(Supplied entries begins)

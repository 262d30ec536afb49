use rust_decimal::Decimal;
use rust_decimal_macros::dec;

use crate::config::plans::{sliding_scale_percent, PaymentBasis, PlanDefinition};
use crate::error::ProjectorError;
use crate::types::Money;
use crate::ProjectorResult;

/// Everything a plan formula may need for one month's payment.
#[derive(Debug, Clone)]
pub struct PaymentInputs {
    pub discretionary_income: Money,
    /// Adjusted gross income; the sliding-scale basis consumes this directly.
    pub agi: Money,
    pub family_size: u32,
    /// Fixed amortised payment priced once at simulation entry, for plans
    /// whose basis is an amortisation or whose percent formula is capped by one.
    pub amortized_payment: Option<Money>,
}

/// Monthly payment under a plan's formula, floored at the plan minimum and
/// rounded to cents.
pub fn monthly_payment(plan: &PlanDefinition, inputs: &PaymentInputs) -> ProjectorResult<Money> {
    let raw = match &plan.payment_basis {
        PaymentBasis::PercentOfDiscretionary(pct) => {
            let formula = inputs.discretionary_income * pct / dec!(12);
            match (plan.amortization_cap_years, inputs.amortized_payment) {
                // Published cap: pay the lesser of the percent formula and
                // the amortised alternative
                (Some(_), Some(cap)) => formula.min(cap),
                _ => formula,
            }
        }
        PaymentBasis::SlidingScale(brackets) => {
            let pct = sliding_scale_percent(brackets, inputs.agi);
            let dependents = Decimal::from(inputs.family_size.max(1) - 1);
            inputs.agi * pct / dec!(12) - plan.dependent_deduction_monthly * dependents
        }
        PaymentBasis::StandardAmortization { .. } => {
            inputs.amortized_payment.ok_or_else(|| {
                ProjectorError::MissingRuleTable(format!(
                    "{} has an amortised basis but no payment was priced at entry",
                    plan.key
                ))
            })?
        }
    };

    Ok(raw.max(plan.minimum_monthly_payment).round_dp(2))
}

#[cfg(test)]
mod tests {
    use super::*;
    use crate::config::plans::{PlanCatalog, PlanKey};
    use pretty_assertions::assert_eq;

    fn inputs(discretionary: Money, agi: Money, family_size: u32) -> PaymentInputs {
        PaymentInputs {
            discretionary_income: discretionary,
            agi,
            family_size,
            amortized_payment: None,
        }
    }

    #[test]
    fn test_percent_of_discretionary() {
        let catalog = PlanCatalog::builtin();
        let ibr = catalog.plan(PlanKey::Ibr).unwrap();
        // 36,525 * 15% / 12 = 456.5625 -> 456.56
        let p = monthly_payment(ibr, &inputs(dec!(36_525), dec!(60_000), 1)).unwrap();
        assert_eq!(p, dec!(456.56));
    }

    #[test]
    fn test_minimum_floor_binds_at_zero_discretionary() {
        let catalog = PlanCatalog::builtin();
        let paye = catalog.plan(PlanKey::Paye).unwrap();
        let p = monthly_payment(paye, &inputs(Decimal::ZERO, Decimal::ZERO, 1)).unwrap();
        assert_eq!(p, paye.minimum_monthly_payment);
    }

    #[test]
    fn test_sliding_scale_with_dependent_deduction() {
        let catalog = PlanCatalog::builtin();
        let rap = catalog.plan(PlanKey::Rap).unwrap();
        // 60k AGI -> 5% band -> 250/month, minus 2 dependents * $50 = 150
        let p = monthly_payment(rap, &inputs(Decimal::ZERO, dec!(60_000), 3)).unwrap();
        assert_eq!(p, dec!(150));
    }

    #[test]
    fn test_sliding_scale_deduction_floors_at_plan_minimum() {
        let catalog = PlanCatalog::builtin();
        let rap = catalog.plan(PlanKey::Rap).unwrap();
        // 15k AGI -> 1% band -> 12.50/month, minus one $50 dependent -> floor
        let p = monthly_payment(rap, &inputs(Decimal::ZERO, dec!(15_000), 2)).unwrap();
        assert_eq!(p, dec!(10));
    }

    #[test]
    fn test_amortization_cap_takes_lesser() {
        let catalog = PlanCatalog::builtin();
        let icr = catalog.plan(PlanKey::Icr).unwrap();
        let mut i = inputs(dec!(44_350), dec!(60_000), 1);
        i.amortized_payment = Some(dec!(501.11));
        // 20% formula = 739.17 > 12-year cap
        let p = monthly_payment(icr, &i).unwrap();
        assert_eq!(p, dec!(501.11));
    }

    #[test]
    fn test_standard_basis_requires_priced_payment() {
        let catalog = PlanCatalog::builtin();
        let standard = catalog.plan(PlanKey::Standard).unwrap();
        assert!(monthly_payment(standard, &inputs(Decimal::ZERO, dec!(60_000), 1)).is_err());

        let mut i = inputs(Decimal::ZERO, dec!(60_000), 1);
        i.amortized_payment = Some(dec!(567.74));
        assert_eq!(monthly_payment(standard, &i).unwrap(), dec!(567.74));
    }
}
pub mod csv_out;
pub mod json;
pub mod minimal;
pub mod table;

use crate::OutputFormat;
use serde_json::Value;

/// Dispatch output to the appropriate formatter.
pub fn format_output(format: &OutputFormat, value: &Value) {
    match format {
        OutputFormat::Json => json::print_json(value),
        OutputFormat::Table => table::print_table(value),
        OutputFormat::Csv => csv_out::print_csv(value),
        OutputFormat::Minimal => minimal::print_minimal(value),
    }
}

/// Human name for a plan-map key.
pub fn plan_display_name(key: &str) -> String {
    match key {
        "ibr" => "IBR".to_string(),
        "paye" => "PAYE".to_string(),
        "icr" => "ICR".to_string(),
        "save" => "SAVE".to_string(),
        "rap" => "RAP".to_string(),
        "standard" => "Standard".to_string(),
        other => other.to_string(),
    }
}

/// Render a serialized Money value (a decimal string) to two places.
pub fn format_money(value: &Value) -> String {
    match value {
        Value::String(s) => s
            .parse::<rust_decimal::Decimal>()
            .map(|d| d.round_dp(2).to_string())
            .unwrap_or_else(|_| s.clone()),
        Value::Number(n) => n.to_string(),
        Value::Null => String::new(),
        other => other.to_string(),
    }
}
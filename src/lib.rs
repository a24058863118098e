//! har-scout: a bounded, renderer-driven HAR crawler
//!
//! This crate drives an external page renderer to crawl a small, bounded set
//! of pages from a website and produces a validated HTTP Archive (HAR 1.2)
//! document describing each page and the network traffic it generated.
//!
//! The renderer itself (DOM construction, script execution, network capture)
//! lives behind the [`renderer::Renderer`] trait and is not part of this
//! crate. What this crate owns is the crawl controller: deduplicating and
//! filtering candidate links, choosing the next page via a popularity/depth
//! heuristic, and assembling the per-page and per-request records into one
//! validated HAR log.

pub mod config;
pub mod crawler;
pub mod har;
pub mod renderer;
pub mod url;

use thiserror::Error;

/// Main error type for har-scout operations
#[derive(Debug, Error)]
pub enum ScoutError {
    #[error("Configuration error: {0}")]
    Config(#[from] ConfigError),

    /// The renderer process crashed or the transport to it was lost.
    /// This aborts the crawl; no HAR is produced.
    #[error("Renderer failure: {0}")]
    Renderer(#[from] renderer::RendererError),

    #[error("Failed to serialize HAR document: {0}")]
    Serialize(#[from] serde_json::Error),

    /// The assembled document does not conform to HAR 1.2. Carries the
    /// offending document and the field-level violations so callers can tell
    /// "the tool broke" apart from "the tool produced a bad document".
    #[error("Assembled HAR document failed validation ({} violation(s))", violations.len())]
    HarValidation {
        document: serde_json::Value,
        violations: Vec<har::Violation>,
    },
}

/// Configuration-specific errors
#[derive(Debug, Error)]
pub enum ConfigError {
    #[error("Failed to read config file: {0}")]
    Io(#[from] std::io::Error),

    #[error("Failed to parse TOML: {0}")]
    Parse(#[from] toml::de::Error),

    #[error("Validation error: {0}")]
    Validation(String),

    #[error("Invalid crawl URL: {0}")]
    InvalidUrl(String),

    #[error("Invalid filter pattern: {0}")]
    InvalidPattern(String),
}

/// URL-specific errors
#[derive(Debug, Error)]
pub enum UrlError {
    #[error("Failed to parse URL: {0}")]
    Parse(String),

    #[error("Invalid URL scheme: {0}")]
    InvalidScheme(String),

    #[error("Missing host in URL")]
    MissingHost,
}

/// Result type alias for har-scout operations
pub type Result<T> = std::result::Result<T, ScoutError>;

/// Result type alias for configuration operations
pub type ConfigResult<T> = std::result::Result<T, ConfigError>;

// Re-export commonly used types
pub use config::{load_config, CrawlConfig, Pattern};
pub use crawler::{CrawlState, Crawler, FrontierTracker};
pub use har::{Entry, Failure, Har, Page};
pub use renderer::{
    BrowserInfo, NavigationOutcome, PageCapture, RenderOptions, Renderer, RendererError,
};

(Supplied entries ends)

From the first line of the data above through the line containing "use super::*;", repeat each line exactly, and add nothing.

▸ Result of the exercise:
repository 262d30ec536afb49
use rust_decimal::Decimal;
use rust_decimal_macros::dec;

use crate::config::plans::{sliding_scale_percent, PaymentBasis, PlanDefinition};
use crate::error::ProjectorError;
use crate::types::Money;
use crate::ProjectorResult;

/// Everything a plan formula may need for one month's payment.
#[derive(Debug, Clone)]
pub struct PaymentInputs {
    pub discretionary_income: Money,
    /// Adjusted gross income; the sliding-scale basis consumes this directly.
    pub agi: Money,
    pub family_size: u32,
    /// Fixed amortised payment priced once at simulation entry, for plans
    /// whose basis is an amortisation or whose percent formula is capped by one.
    pub amortized_payment: Option<Money>,
}

/// Monthly payment under a plan's formula, floored at the plan minimum and
/// rounded to cents.
pub fn monthly_payment(plan: &PlanDefinition, inputs: &PaymentInputs) -> ProjectorResult<Money> {
    let raw = match &plan.payment_basis {
        PaymentBasis::PercentOfDiscretionary(pct) => {
            let formula = inputs.discretionary_income * pct / dec!(12);
            match (plan.amortization_cap_years, inputs.amortized_payment) {
                // Published cap: pay the lesser of the percent formula and
                // the amortised alternative
                (Some(_), Some(cap)) => formula.min(cap),
                _ => formula,
            }
        }
        PaymentBasis::SlidingScale(brackets) => {
            let pct = sliding_scale_percent(brackets, inputs.agi);
            let dependents = Decimal::from(inputs.family_size.max(1) - 1);
            inputs.agi * pct / dec!(12) - plan.dependent_deduction_monthly * dependents
        }
        PaymentBasis::StandardAmortization { .. } => {
            inputs.amortized_payment.ok_or_else(|| {
                ProjectorError::MissingRuleTable(format!(
                    "{} has an amortised basis but no payment was priced at entry",
                    plan.key
                ))
            })?
        }
    };

    Ok(raw.max(plan.minimum_monthly_payment).round_dp(2))
}

#[cfg(test)]
mod tests {
    use super::*;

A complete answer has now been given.